= Payne Whitney Psychiatric Clinic =

Hospital in New York City

The Payne Whitney Psychiatric Clinic (PWC) was a hospital on the Upper East Side of Manhattan, New York City, United States. It was founded by an endowment bestowed by Payne Whitney (March 20, 1876 - May 25, 1927) upon his death. Whitney was an American businessman and member of the Whitney family. An eight-story free-standing hospital was constructed, and was affiliated with Cornell University's medical school, now called Weill Cornell Medicine, and with New York Hospital, now New York–Presbyterian Hospital (NYP), before its opening.

Payne Whitney was a large donor to the Hospital and Medical College, and it has been an issue of long speculation why he chose a psychiatric building to be his primary naming opportunity at New York-Cornell.

The Payne Whitney building itself was torn down in the early 1990s to make way for an expansion of the New York-Presbyterian Hospital over the FDR Drive. Since that time, all clinical and research services at the two primary Cornell psychiatric campuses—in Manhattan and in White Plains, New York—have been named after Payne Whitney. The clinic also has an outpatient and Continuing Day Treatment Program in an off-campus building at East 61st Street and York Avenue on the Upper East Side.

== Notable people ==
Payne Whitney Clinic and NYP / Weill Cornell have been home to some of the most notable psychiatrists in the country. Current psychiatrists and psychologists include Jack Barchas, Robert Michels, Otto F. Kernberg, James Kocsis, George Makari, Michael Posner, William Breitbart, and Theodore Shapiro.

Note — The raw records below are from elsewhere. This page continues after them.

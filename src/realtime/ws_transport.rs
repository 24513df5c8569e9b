use futures_util::{SinkExt, StreamExt};
use std::sync::atomic::{AtomicBool, Ordering};
use std::sync::{Arc, Mutex, PoisonError};
use tokio::sync::mpsc;
use tokio_tungstenite::connect_async;
use tokio_tungstenite::tungstenite::client::IntoClientRequest;
use tokio_tungstenite::tungstenite::http::HeaderValue;
use tokio_tungstenite::tungstenite::Message;
use tracing::{debug, error, warn};

use crate::error::CollabError;
use crate::models::{BroadcastEvent, ChannelEvent, ChannelName, ChannelStatus, ClientFrame, PresenceState};
use crate::realtime::channel::{EventSink, RealtimeChannel, RealtimeTransport};

/// Reaches a hub running in another process through its WebSocket bridge
#[derive(Debug, Clone)]
pub struct WsTransport {
    base_url: String,
    token: Option<String>,
    max_content_bytes: usize,
}

impl WsTransport {
    /// `base_url` is the server root, e.g. `ws://127.0.0.1:3000`
    pub fn new(base_url: impl Into<String>, max_content_bytes: usize) -> Self {
        Self {
            base_url: base_url.into().trim_end_matches('/').to_string(),
            token: None,
            max_content_bytes,
        }
    }

    pub fn with_token(mut self, token: impl Into<String>) -> Self {
        self.token = Some(token.into());
        self
    }

    /// Bridge endpoint for a channel. Without a token the server identifies us by `user_id`.
    fn channel_url(&self, name: &ChannelName, presence_key: &str) -> String {
        match &self.token {
            Some(_) => format!("{}/ws/{}", self.base_url, name),
            None => format!("{}/ws/{}?user_id={}", self.base_url, name, urlencoding::encode(presence_key)),
        }
    }
}

impl RealtimeTransport for WsTransport {
    fn channel(&self, name: &ChannelName, presence_key: &str) -> Result<Arc<dyn RealtimeChannel>, CollabError> {
        Ok(Arc::new(WsChannel {
            name: name.to_string(),
            url: self.channel_url(name, presence_key),
            token: self.token.clone(),
            max_content_bytes: self.max_content_bytes,
            outgoing: Mutex::new(None),
            closed: AtomicBool::new(false),
        }))
    }
}

pub struct WsChannel {
    name: String,
    url: String,
    token: Option<String>,
    max_content_bytes: usize,
    outgoing: Mutex<Option<mpsc::UnboundedSender<ClientFrame>>>,
    closed: AtomicBool,
}

impl WsChannel {
    fn push(&self, frame: ClientFrame) -> Result<(), CollabError> {
        if self.closed.load(Ordering::Acquire) {
            return Err(CollabError::ChannelClosed(self.name.clone()));
        }
        let outgoing = self.outgoing.lock().unwrap_or_else(PoisonError::into_inner);
        match outgoing.as_ref() {
            Some(tx) => tx
                .send(frame)
                .map_err(|_| CollabError::ChannelClosed(self.name.clone())),
            None => Err(CollabError::NotSubscribed(self.name.clone())),
        }
    }
}

impl RealtimeChannel for WsChannel {
    fn name(&self) -> &str {
        &self.name
    }

    fn subscribe(&self, sink: EventSink) -> Result<(), CollabError> {
        if self.closed.load(Ordering::Acquire) {
            return Err(CollabError::ChannelClosed(self.name.clone()));
        }
        let mut outgoing = self.outgoing.lock().unwrap_or_else(PoisonError::into_inner);
        if outgoing.is_some() {
            return Err(CollabError::Transport(format!("channel {} already subscribed", self.name)));
        }

        let mut request = self
            .url
            .as_str()
            .into_client_request()
            .map_err(|e| CollabError::Transport(format!("invalid url {}: {}", self.url, e)))?;
        if let Some(token) = &self.token {
            let value = HeaderValue::from_str(&format!("Bearer {}", token))
                .map_err(|e| CollabError::Transport(format!("invalid token: {}", e)))?;
            request.headers_mut().insert("Authorization", value);
        }

        let (tx, rx) = mpsc::unbounded_channel();
        *outgoing = Some(tx);
        tokio::spawn(run_socket(request, rx, sink, self.name.clone(), self.max_content_bytes));
        Ok(())
    }

    fn track(&self, state: PresenceState) -> Result<(), CollabError> {
        self.push(ClientFrame::Track { presence: state })
    }

    fn send(&self, event: BroadcastEvent) -> Result<(), CollabError> {
        self.push(ClientFrame::Broadcast { payload: event })
    }

    fn unsubscribe(&self) {
        if self.closed.swap(true, Ordering::AcqRel) {
            return;
        }
        // Dropping the sender makes the socket task send a close frame and exit
        self.outgoing.lock().unwrap_or_else(PoisonError::into_inner).take();
        debug!("Unsubscribed from {}", self.name);
    }
}

impl Drop for WsChannel {
    fn drop(&mut self) {
        self.unsubscribe();
    }
}

async fn run_socket(
    request: tokio_tungstenite::tungstenite::handshake::client::Request,
    mut outgoing: mpsc::UnboundedReceiver<ClientFrame>,
    sink: EventSink,
    name: String,
    max_content_bytes: usize,
) {
    let (stream, _) = match connect_async(request).await {
        Ok(connected) => connected,
        Err(e) => {
            error!("Failed to connect channel {}: {}", name, e);
            let _ = sink.send(ChannelEvent::error(format!("connect failed: {}", e)));
            return;
        }
    };
    let (mut write, mut read) = stream.split();

    loop {
        tokio::select! {
            frame = outgoing.recv() => match frame {
                Some(frame) => {
                    let text = match serde_json::to_string(&frame) {
                        Ok(text) => text,
                        Err(e) => {
                            error!("Failed to encode frame for {}: {}", name, e);
                            continue;
                        }
                    };
                    if let Err(e) = write.send(Message::Text(text.into())).await {
                        let _ = sink.send(ChannelEvent::error(format!("send failed: {}", e)));
                        break;
                    }
                }
                None => {
                    let _ = write.send(Message::Close(None)).await;
                    break;
                }
            },
            message = read.next() => match message {
                Some(Ok(Message::Text(text))) => match ChannelEvent::parse(text.as_str(), max_content_bytes) {
                    Ok(event) => {
                        if sink.send(event).is_err() {
                            break;
                        }
                    }
                    Err(e) => warn!("Dropping malformed frame on {}: {}", name, e),
                },
                Some(Ok(Message::Close(_))) | None => {
                    let _ = sink.send(ChannelEvent::status(ChannelStatus::Closed));
                    break;
                }
                Some(Ok(_)) => {}
                Some(Err(e)) => {
                    let _ = sink.send(ChannelEvent::error(e.to_string()));
                    break;
                }
            },
        }
    }
    debug!("Socket for {} finished", name);
}

#[cfg(test)]
mod tests {
    use super::*;

    #[test]
    fn presence_key_is_percent_encoded_in_the_url() {
        let transport = WsTransport::new("ws://127.0.0.1:3000/", 1024);
        let name = ChannelName::idea("1").unwrap();
        assert_eq!(transport.channel_url(&name, "user-1_a.b~"), "ws://127.0.0.1:3000/ws/idea-1?user_id=user-1_a.b~");
        assert_eq!(transport.channel_url(&name, "a b&c"), "ws://127.0.0.1:3000/ws/idea-1?user_id=a%20b%26c");
        assert_eq!(transport.channel_url(&name, "é"), "ws://127.0.0.1:3000/ws/idea-1?user_id=%C3%A9");
    }

    #[test]
    fn token_replaces_the_user_id_parameter() {
        let transport = WsTransport::new("ws://127.0.0.1:3000", 1024).with_token("jwt");
        let name = ChannelName::blocknote("7").unwrap();
        assert_eq!(transport.channel_url(&name, "a b"), "ws://127.0.0.1:3000/ws/blocknote-7");
    }

    #[tokio::test]
    async fn unreachable_server_reports_channel_error() {
        // Grab a free port and release it so nothing is listening there
        let listener = std::net::TcpListener::bind("127.0.0.1:0").unwrap();
        let port = listener.local_addr().unwrap().port();
        drop(listener);

        let transport = WsTransport::new(format!("ws://127.0.0.1:{}", port), 1024);
        let channel = transport.channel(&ChannelName::idea("1").unwrap(), "alice").unwrap();
        let (tx, mut rx) = mpsc::unbounded_channel();
        channel.subscribe(tx).unwrap();

        match rx.recv().await.unwrap() {
            ChannelEvent::Status { status, .. } => assert_eq!(status, ChannelStatus::ChannelError),
            other => panic!("expected channel error, got {:?}", other),
        }
    }

    #[tokio::test]
    async fn track_after_unsubscribe_is_rejected() {
        let transport = WsTransport::new("ws://127.0.0.1:9", 1024);
        let channel = transport.channel(&ChannelName::idea("1").unwrap(), "alice").unwrap();
        channel.unsubscribe();
        channel.unsubscribe();
        let (tx, _rx) = mpsc::unbounded_channel();
        assert!(matches!(channel.subscribe(tx), Err(CollabError::ChannelClosed(_))));
    }
}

Noted staff have included Arnold Cooper, Frederic Flach, Benjamin Spock, Gerald Klerman, Robert Millman, Louis Jolyon West, David Silbersweig, Harry Tiebout, Mary Jane Sherfey, Helen Singer Kaplan, Allen Frances, and Paul McHugh. Payne Whitney has also been the "voluntary faculty" home to Roy Schafer, Richard Isay, Michael Perelman, Gail Saltz, and Daniel Stern, and the recent home of such senior scholars as David A. Hamburg and Beatrix Hamburg.

== In media ==
The poet Robert Lowell wrote of his hospitalization at Payne Whitney, Marilyn Monroe was hospitalized there in early 1961, and Mary McCarthy based her book, The Group, on her inpatient experience. The poet James Schuyler wrote about his experiences there in the eleven-poem series "The Payne Whitney Poems" which appeared in the New York Review of Books, August 17, 1978, issue. In Woody Allen's 1979 film, Manhattan, a character named Caroline Payne Whitney Smith is featured in a comedy sketch, where she and her husband are considered "normal folks," except for the fact that she is a catatonic. Allen's 2003 film Anything Else also references Payne Whitney: The character he plays, David Dobel, claims to have spent time there. Lou Reed sings "Creedmoor treated me very good but Payne Whitney was even better" in his 1974 song "Kill Your Sons."